Die Insight.cfg-Datei muss bearbeitet werden, damit die Data Workbench die Windows-Zertifikatspeicher-Funktion verwenden kann. Jeder Servereintrag in dieser Datei muss einige zusätzliche Parameter enthalten. Wenn die Parameter weggelassen werden, verwendet die Workstation standardmäßig die vorhandene Zertifikatkonfiguration. Wenn die Parameter angegeben wurden, aber falsche Werte enthalten, gibt die Workstation einen Fehlerstatus aus. In diesem Fall finden Sie Informationen zum Fehler in der Protokolldatei.

  1. Öffnen Sie die Insight.cfg-Datei (zu finden im Insight-Installationsordner).

  2. Blättern Sie nach unten zu dem Servereintrag, den Sie konfigurieren möchten. Wenn Sie den Windows-Zertifikatspeicher für jeden Server verwenden möchten, müssen Sie diese Änderungen an jedem Eintrag im Vektor von serverInfo-Objekten vornehmen.

  3. Fügen Sie diese Parameter zur Insight.cfg-Datei hinzu. Sie können dies über die Workstation oder manuell tun, indem Sie die folgenden Parameter zum serverInfo-Objekt hinzufügen. (Achten Sie darauf, Leerzeichen anstelle von Tabulatorzeichen zu verwenden, und vermeiden Sie in dieser Datei Tippfehler oder Syntaxfehler.)

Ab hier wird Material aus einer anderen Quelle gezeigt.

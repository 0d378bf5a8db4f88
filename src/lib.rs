//! Opus Quant Dashboard: live view of model-generated predictions.
//!
//! Library crate exposing all modules for use by integration tests
//! and the binary entry point.

pub mod config;
pub mod types;
pub mod store;
pub mod engine;
pub mod view;
pub mod dashboard;
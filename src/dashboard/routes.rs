//! Dashboard API route handlers.
//!
//! All endpoints return JSON. State is shared via `Arc<DashboardState>`.

use axum::{
    extract::{Query, State},
    http::StatusCode,
    Json,
};
use serde::{Deserialize, Serialize};
use std::sync::Arc;
use tracing::debug;

use crate::engine::{FeedSynchronizer, SyncStats};
use crate::types::{SoccerPick, Tab, TradingSignal};
use crate::view::{self, View};

// ---------------------------------------------------------------------------
// Shared state
// ---------------------------------------------------------------------------

/// Shared state accessible by all route handlers.
pub struct DashboardState {
    pub title: String,
    pub sync: FeedSynchronizer,
}

impl DashboardState {
    pub fn new(title: impl Into<String>, sync: FeedSynchronizer) -> Self {
        Self {
            title: title.into(),
            sync,
        }
    }
}

pub type AppState = Arc<DashboardState>;

// ---------------------------------------------------------------------------
// Request / response types
// ---------------------------------------------------------------------------

#[derive(Debug, Deserialize)]
pub struct ViewQuery {
    #[serde(default)]
    pub tab: Tab,
}

#[derive(Debug, Clone, Serialize)]
pub struct StatusResponse {
    pub title: String,
    pub loading: bool,
    pub subscribed: bool,
    pub signals_held: usize,
    pub picks_held: usize,
    pub fetch_limit: usize,
    pub stats: SyncStats,
}

// ---------------------------------------------------------------------------
// Route handlers
// ---------------------------------------------------------------------------

/// GET /api/view?tab=futures|soccer
pub async fn get_view(
    State(state): State<AppState>,
    Query(query): Query<ViewQuery>,
) -> Json<View> {
    let snapshot = state.sync.snapshot().await;
    Json(view::project(&snapshot, query.tab))
}

/// GET /api/signals
pub async fn get_signals(State(state): State<AppState>) -> Json<Vec<TradingSignal>> {
    Json(state.sync.snapshot().await.signals)
}

/// GET /api/picks
pub async fn get_picks(State(state): State<AppState>) -> Json<Vec<SoccerPick>> {
    Json(state.sync.snapshot().await.picks)
}

/// GET /api/status
pub async fn get_status(State(state): State<AppState>) -> Json<StatusResponse> {
    let snapshot = state.sync.snapshot().await;
    Json(StatusResponse {
        title: state.title.clone(),
        loading: snapshot.loading,
        subscribed: state.sync.is_subscribed().await,
        signals_held: snapshot.signals.len(),
        picks_held: snapshot.picks.len(),
        fetch_limit: state.sync.fetch_limit(),
        stats: state.sync.stats().await,
    })
}

/// POST /api/refresh: runs in the background; poll /api/status.
pub async fn post_refresh(State(state): State<AppState>) -> StatusCode {
    debug!("Manual refresh requested");
    let sync = state.sync.clone();
    tokio::spawn(async move { sync.refresh().await });
    StatusCode::ACCEPTED
}

/// GET /health
pub async fn health() -> StatusCode {
    StatusCode::OK
}

// ---------------------------------------------------------------------------
// Tests
// ---------------------------------------------------------------------------
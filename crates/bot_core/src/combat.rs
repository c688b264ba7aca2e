//! Combat commander.
//!
//! Every frame each completed, mobile, non-worker unit is given an
//! `Attacking` assignment toward the objective point and at most one order:
//!
//! - no objective set: nothing;
//! - arrived (closer than the arrival radius): a unit with any order,
//!   holding included, is left alone; an idle unit attacks the best hostile
//!   strictly inside its own sight range, or holds position;
//! - en route: the best hostile strictly within weapon range plus a buffer is
//!   engaged, else the best hostile visible to any own unit; with no threat
//!   the unit attack-moves to the objective when idle or when it lost its
//!   order.
//!
//! Units without a ground weapon never pick targets; they only advance and
//! hold.
//!
//! Threats rank by (structures last, nearest, lowest hit points). Distances
//! are exact squared pixels and ties fall to the lower unit id, so the same
//! snapshot always yields the same orders.

use std::collections::BTreeMap;

use serde::{Deserialize, Serialize};
use tracing::{debug, warn};

use crate::assignments::{AssignmentTable, Role};
use crate::config::CombatConfig;
use crate::math::Position;
use crate::world::{CommandSink, Snapshot, UnitCommand, UnitId, UnitView};

/// Tactical state of one unit. Only `Attacking` exists.
#[derive(Debug, Clone, Copy, PartialEq, Eq, Hash, Serialize, Deserialize)]
pub enum CombatAssignmentKind {
    /// Pushing toward the objective, engaging threats on the way.
    Attacking,
}

/// One row of the combat table.
#[derive(Debug, Clone, Copy, PartialEq, Eq, Serialize, Deserialize)]
pub struct CombatAssignment {
    /// State.
    pub kind: CombatAssignmentKind,
    /// Hostile the unit was sent against this frame.
    pub target: Option<UnitId>,
    /// Objective point.
    pub target_position: Option<Position>,
}

/// What one combat pass did.
#[derive(Debug, Clone, Copy, PartialEq, Eq, Default, Serialize, Deserialize)]
pub struct CombatReport {
    /// Units under command this frame.
    pub controlled: usize,
    /// Attack orders on a specific hostile.
    pub attacks: usize,
    /// Attack-move orders toward the objective.
    pub advances: usize,
    /// Hold-position orders.
    pub holds: usize,
    /// Commands the world refused.
    pub rejected: usize,
}

/// Per-unit attack state machine.
#[derive(Debug, Clone, Default)]
pub struct CombatCommander {
    config: CombatConfig,
    table: BTreeMap<UnitId, CombatAssignment>,
}

impl CombatCommander {
    /// Create a commander with the given settings.
    #[must_use]
    pub fn new(config: CombatConfig) -> Self {
        Self {
            config,
            table: BTreeMap::new(),
        }
    }

    /// Current combat table, in unit id order.
    #[must_use]
    pub fn assignments(&self) -> &BTreeMap<UnitId, CombatAssignment> {
        &self.table
    }

    /// One unit's combat assignment.
    #[must_use]
    pub fn assignment(&self, unit: UnitId) -> Option<&CombatAssignment> {
        self.table.get(&unit)
    }

    /// Drop one unit.
    pub fn forget(&mut self, unit: UnitId) {
        self.table.remove(&unit);
    }

    /// Drop everything.
    pub fn clear(&mut self) {
        self.table.clear();
    }

    /// Whether a unit falls under this commander.
    #[must_use]
    pub fn controls(unit: &UnitView) -> bool {
        unit.is_completed && !unit.kind.is_building() && !unit.kind.is_worker()
    }

    /// Rebuild the combat table and issue this frame's orders.
    pub fn update<C: CommandSink + ?Sized>(
        &mut self,
        snapshot: &Snapshot,
        objective: Option<Position>,
        roles: &mut AssignmentTable,
        sink: &mut C,
    ) -> CombatReport {
        self.table.clear();
        let mut report = CombatReport::default();

        let controlled: Vec<&UnitView> = snapshot.own.iter().filter(|u| Self::controls(u)).collect();
        roles.retain(|id, a| {
            a.role != Role::Combat || controlled.binary_search_by_key(&id, |u| u.id).is_ok()
        });

        let visible: Vec<&UnitView> = snapshot
            .hostile
            .iter()
            .filter(|h| {
                snapshot
                    .own
                    .iter()
                    .any(|o| o.position.is_within(h.position, o.kind.sight_range()))
            })
            .collect();

        for unit in controlled {
            report.controlled += 1;
            if roles.role_of(unit.id) != Some(Role::Combat) {
                roles.assign(unit.id, Role::Combat, None, snapshot.frame);
            }

            let Some(objective) = objective else {
                self.record(unit.id, None, None);
                continue;
            };

            let order = if unit.position.is_within(objective, self.config.arrival_radius) {
                self.arrived(unit, snapshot)
            } else {
                self.en_route(unit, objective, &visible)
            };

            let target = match order {
                Some(UnitCommand::AttackUnit { target, .. }) => Some(target),
                _ => None,
            };
            self.record(unit.id, target, Some(objective));

            let Some(command) = order else {
                continue;
            };
            match sink.issue(command) {
                Ok(()) => {
                    debug!(unit = unit.id, ?command, "Combat order");
                    match command {
                        UnitCommand::AttackUnit { .. } => report.attacks += 1,
                        UnitCommand::AttackMove { .. } => report.advances += 1,
                        UnitCommand::HoldPosition { .. } => report.holds += 1,
                        _ => {}
                    }
                }
                Err(err) => {
                    warn!(unit = unit.id, %err, "Combat order rejected");
                    report.rejected += 1;
                }
            }
        }

        report
    }

    /// Center the viewport on a pending camera request, once.
    pub fn recenter_camera<C: CommandSink + ?Sized>(
        &self,
        request: &mut Option<Position>,
        sink: &mut C,
    ) -> Option<Position> {
        let position = request.take()?;
        sink.set_screen_position(position);
        debug!(%position, "Camera recentered");
        Some(position)
    }

    fn record(&mut self, unit: UnitId, target: Option<UnitId>, target_position: Option<Position>) {
        self.table.insert(
            unit,
            CombatAssignment {
                kind: CombatAssignmentKind::Attacking,
                target,
                target_position,
            },
        );
    }

    fn arrived(&self, unit: &UnitView, snapshot: &Snapshot) -> Option<UnitCommand> {
        if !unit.is_idle() {
            return None;
        }
        let sight = unit.kind.sight_range();
        let threat = snapshot
            .hostile
            .iter()
            .filter(|h| unit.kind.can_attack() && unit.position.is_within(h.position, sight))
            .min_by_key(|h| (h.kind.is_building(), unit.position.distance_squared(h.position), h.id));

        Some(match threat {
            Some(hostile) => UnitCommand::AttackUnit {
                unit: unit.id,
                target: hostile.id,
            },
            None => UnitCommand::HoldPosition { unit: unit.id },
        })
    }

    fn en_route(
        &self,
        unit: &UnitView,
        objective: Position,
        visible: &[&UnitView],
    ) -> Option<UnitCommand> {
        // Unarmed units only advance.
        let threat = unit.kind.ground_weapon_range().and_then(|range| {
            let reach = range + self.config.weapon_range_buffer;
            best_threat(unit, visible.iter().copied().filter(|h| unit.position.is_within(h.position, reach)))
                .or_else(|| best_threat(unit, visible.iter().copied()))
        });

        if let Some(hostile) = threat {
            if unit.order_target == Some(hostile.id) {
                return None;
            }
            return Some(UnitCommand::AttackUnit {
                unit: unit.id,
                target: hostile.id,
            });
        }

        let lost_order = unit.order_target.is_none() && unit.target_position != Some(objective);
        if unit.is_idle() || lost_order {
            return Some(UnitCommand::AttackMove {
                unit: unit.id,
                to: objective,
            });
        }
        None
    }
}

fn best_threat<'a>(
    unit: &UnitView,
    hostiles: impl Iterator<Item = &'a UnitView>,
) -> Option<&'a UnitView> {
    hostiles.min_by_key(|h| {
        (
            h.kind.is_building(),
            unit.position.distance_squared(h.position),
            h.hit_points,
            h.id,
        )
    })
}
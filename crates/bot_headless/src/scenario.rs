//! Scenario loading and configuration.
//!
//! Scenarios define the initial sandbox state for headless runs: map size,
//! unbuildable terrain, economy, starting units for every side and where the
//! army should be sent.

use std::path::Path;

use serde::{Deserialize, Serialize};
use thiserror::Error;

use bot_core::math::{Position, TilePosition};
use bot_core::unit_kind::UnitKind;
use bot_core::world::Owner;

use crate::sandbox::FIELD_AMOUNT;

/// Error type for scenario operations.
#[derive(Error, Debug)]
pub enum ScenarioError {
    /// File not found.
    #[error("Scenario file not found: {0}")]
    FileNotFound(String),
    /// Failed to read file.
    #[error("Failed to read scenario file: {0}")]
    ReadError(#[from] std::io::Error),
    /// Failed to parse RON.
    #[error("Failed to parse scenario: {0}")]
    ParseError(#[from] ron::error::SpannedError),
    /// Parsed but unusable.
    #[error("Invalid scenario: {0}")]
    Invalid(String),
}

/// A group of identical units placed at one tile.
#[derive(Debug, Clone, PartialEq, Eq, Serialize, Deserialize)]
pub struct UnitPlacement {
    /// Unit type.
    pub kind: UnitKind,
    /// Owning side.
    pub owner: Owner,
    /// Top-left tile for structures and resources, containing tile otherwise.
    pub tile: TilePosition,
    /// How many to place. Extra copies of mobile units are spread to the right.
    #[serde(default = "one")]
    pub count: u32,
}

const fn one() -> u32 {
    1
}

impl UnitPlacement {
    /// Place a single unit.
    #[must_use]
    pub const fn new(kind: UnitKind, owner: Owner, x: i32, y: i32) -> Self {
        Self {
            kind,
            owner,
            tile: TilePosition::new(x, y),
            count: 1,
        }
    }

    /// Place `count` copies.
    #[must_use]
    pub const fn times(mut self, count: u32) -> Self {
        self.count = count;
        self
    }
}

/// Rectangle of unbuildable tiles.
#[derive(Debug, Clone, Copy, PartialEq, Eq, Serialize, Deserialize)]
pub struct TerrainBlock {
    /// Top-left tile.
    pub origin: TilePosition,
    /// Width in tiles.
    pub width: i32,
    /// Height in tiles.
    pub height: i32,
}

/// A complete scenario configuration.
#[derive(Debug, Clone, PartialEq, Eq, Serialize, Deserialize)]
pub struct Scenario {
    /// Scenario name.
    pub name: String,
    /// Human-readable description.
    #[serde(default)]
    pub description: String,
    /// Map dimensions in tiles.
    pub map_size: (i32, i32),
    /// Unbuildable terrain.
    #[serde(default)]
    pub unbuildable: Vec<TerrainBlock>,
    /// This player's start tile, used as the placement anchor.
    pub start_location: TilePosition,
    /// Starting minerals.
    pub minerals: i32,
    /// Starting gas.
    #[serde(default)]
    pub gas: i32,
    /// Minerals in each field.
    #[serde(default = "default_field_amount")]
    pub mineral_field_amount: i32,
    /// Units of every owner.
    pub units: Vec<UnitPlacement>,
    /// Where the army is sent, if anywhere.
    #[serde(default)]
    pub objective: Option<Position>,
    /// Frames to run when the caller does not say.
    pub max_frames: u32,
}

const fn default_field_amount() -> i32 {
    FIELD_AMOUNT
}

impl Default for Scenario {
    fn default() -> Self {
        Self::default_opening()
    }
}

impl Scenario {
    /// Load a scenario from a RON file.
    pub fn load<P: AsRef<Path>>(path: P) -> Result<Self, ScenarioError> {
        let path = path.as_ref();
        if !path.exists() {
            return Err(ScenarioError::FileNotFound(path.display().to_string()));
        }
        let contents = std::fs::read_to_string(path)?;
        Self::from_ron_str(&contents)
    }

    /// Load from a RON string (useful for embedded scenarios).
    pub fn from_ron_str(ron: &str) -> Result<Self, ScenarioError> {
        let scenario: Scenario = ron::from_str(ron)?;
        scenario.validate()?;
        Ok(scenario)
    }

    /// Reject scenarios the sandbox cannot represent.
    pub fn validate(&self) -> Result<(), ScenarioError> {
        let (width, height) = self.map_size;
        if width <= 0 || height <= 0 {
            return Err(ScenarioError::Invalid(format!(
                "map size must be positive, got {width}x{height}"
            )));
        }
        let in_bounds = |t: TilePosition| t.x >= 0 && t.y >= 0 && t.x < width && t.y < height;
        if !in_bounds(self.start_location) {
            return Err(ScenarioError::Invalid(format!(
                "start location {} is off the map",
                self.start_location
            )));
        }
        if let Some(bad) = self.units.iter().find(|u| !in_bounds(u.tile)) {
            return Err(ScenarioError::Invalid(format!(
                "{} at {} is off the map",
                bad.kind, bad.tile
            )));
        }
        if self
            .units
            .iter()
            .any(|u| u.kind.is_resource() != (u.owner == Owner::Neutral))
        {
            return Err(ScenarioError::Invalid(
                "resources must be neutral and only resources may be neutral".into(),
            ));
        }
        Ok(())
    }

    /// A Protoss start with a full mineral line and a geyser, plus a small
    /// Zerg force sitting on the objective.
    #[must_use]
    pub fn default_opening() -> Self {
        let home = TilePosition::new(40, 40);
        let mut units = vec![UnitPlacement::new(UnitKind::Nexus, Owner::Own, home.x, home.y)];
        units.extend((0..8).map(|row| {
            UnitPlacement::new(UnitKind::MineralField, Owner::Neutral, home.x - 6, home.y - 2 + row)
        }));
        units.push(UnitPlacement::new(
            UnitKind::VespeneGeyser,
            Owner::Neutral,
            home.x,
            home.y - 6,
        ));
        units.push(UnitPlacement::new(UnitKind::Probe, Owner::Own, home.x, home.y + 4).times(4));
        units.push(UnitPlacement::new(UnitKind::Hatchery, Owner::Enemy, 100, 100));
        units.push(UnitPlacement::new(UnitKind::Zergling, Owner::Enemy, 96, 104).times(6));

        Self {
            name: "Default Opening".to_string(),
            description: "Protoss opening against an idle Zerg base".to_string(),
            map_size: (128, 128),
            unbuildable: vec![TerrainBlock {
                origin: TilePosition::new(60, 0),
                width: 4,
                height: 48,
            }],
            start_location: home,
            minerals: 50,
            gas: 0,
            mineral_field_amount: default_field_amount(),
            units,
            objective: Some(TilePosition::new(100, 100).center()),
            max_frames: 24 * 60 * 8,
        }
    }
}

    SSL Use CryptoAPI = bool: true  
    SSL CryptoAPI Cert Name = string: <Common Name>  
    SSL CryptoAPI Cert Issuer Name = string: Visual Sciences,LLC  
    SSL CryptoAPI Cert Store Name = string: My 
    

    Der boolesche Wert aktiviert oder deaktiviert die Funktion. Der Zertifikatname stimmt mit dem Wert für Ausgestellt an im Zertifikatmanager überein. Der Name des Zertifikatausstellers stimmt mit dem für Ausgestellt von angegebenen Namen überein, und der Wert für Speichername muss mit dem Namen des Zertifikatspeichers übereinstimmen.

    HINWEIS

    Der Name für „Persönlich“ im Zertifikatmanager (certmgr.msc) bezieht sich eigentlich auf den Zertifikatspeicher Eigene Zertifikate. Wenn Sie daher Ihr SSL-Kommunikationszertifikat und Ihren SSL-Schlüssel (.PFX) wie empfohlen in den persönlichen Zertifikatspeicher importieren, müssen Sie die Zeichenfolge für den SSL-CryptoAPI-Zertifikatsspeichernamen auf „Eigene Zertifikate“ setzen. Sie können diesen Parameter nicht auf „persönlich“ festlegen. Dies ist eine Besonderheit des Windows-Zertifikatspeichers.

    Eine vollständige Liste der vordefinierten Systemspeicher erhalten Sie hier: https://msdn.microsoft.com/en-us/library/windows/desktop/aa388136(v=vs.85).aspx. Ihr System verfügt möglicherweise über zusätzliche Zertifikatspeicher. Wenn Sie einen anderen Speicher als „persönlichen“ Speicher verwenden möchten (z. B. Eigene Zertifikate), müssen Sie den kanonischen Namen des Zertifikatspeichers abrufen und in der Insight.cfg-Datei angeben. (Der Systemspeichername „Eigene Zertifikate“ wird in der Windows-Dokumentation inkonsistent als „Eigene Zertifikate“ und „EIGENE ZERTIFIKATE“ bezeichnet. Beim Parameter wird nicht zwischen Groß- und Kleinschreibung unterschieden.)

  4. Nachdem Sie diese Parameter hinzugefügt und überprüft haben, ob die Werte mit der Liste im Windows-Zertifikatmanager übereinstimmen, speichern Sie die Insight.cfg-Datei.

Sie können jetzt die Workstation starten (oder die Verbindung zum Server trennen/wiederherstellen). Data Workbench sollte Ihr Zertifikat und Ihren Schlüssel aus dem Zertifikatspeicher laden und wie gewohnt eine Verbindung herstellen.

Protokollausgabe

Wenn ein Zertifikat nicht gefunden wird oder ungültig ist, wird diese Fehlermeldung in der HTTP.log-Datei ausgegeben.

ERROR Fatal error: the cert could not be found!
HINWEIS

Das L4-Protokollierungsframework kann aktiviert werden, indem Sie die L4.cfg-Datei einrichten (wenden Sie sich für die Einrichtung an Ihren Kundenbetreuer).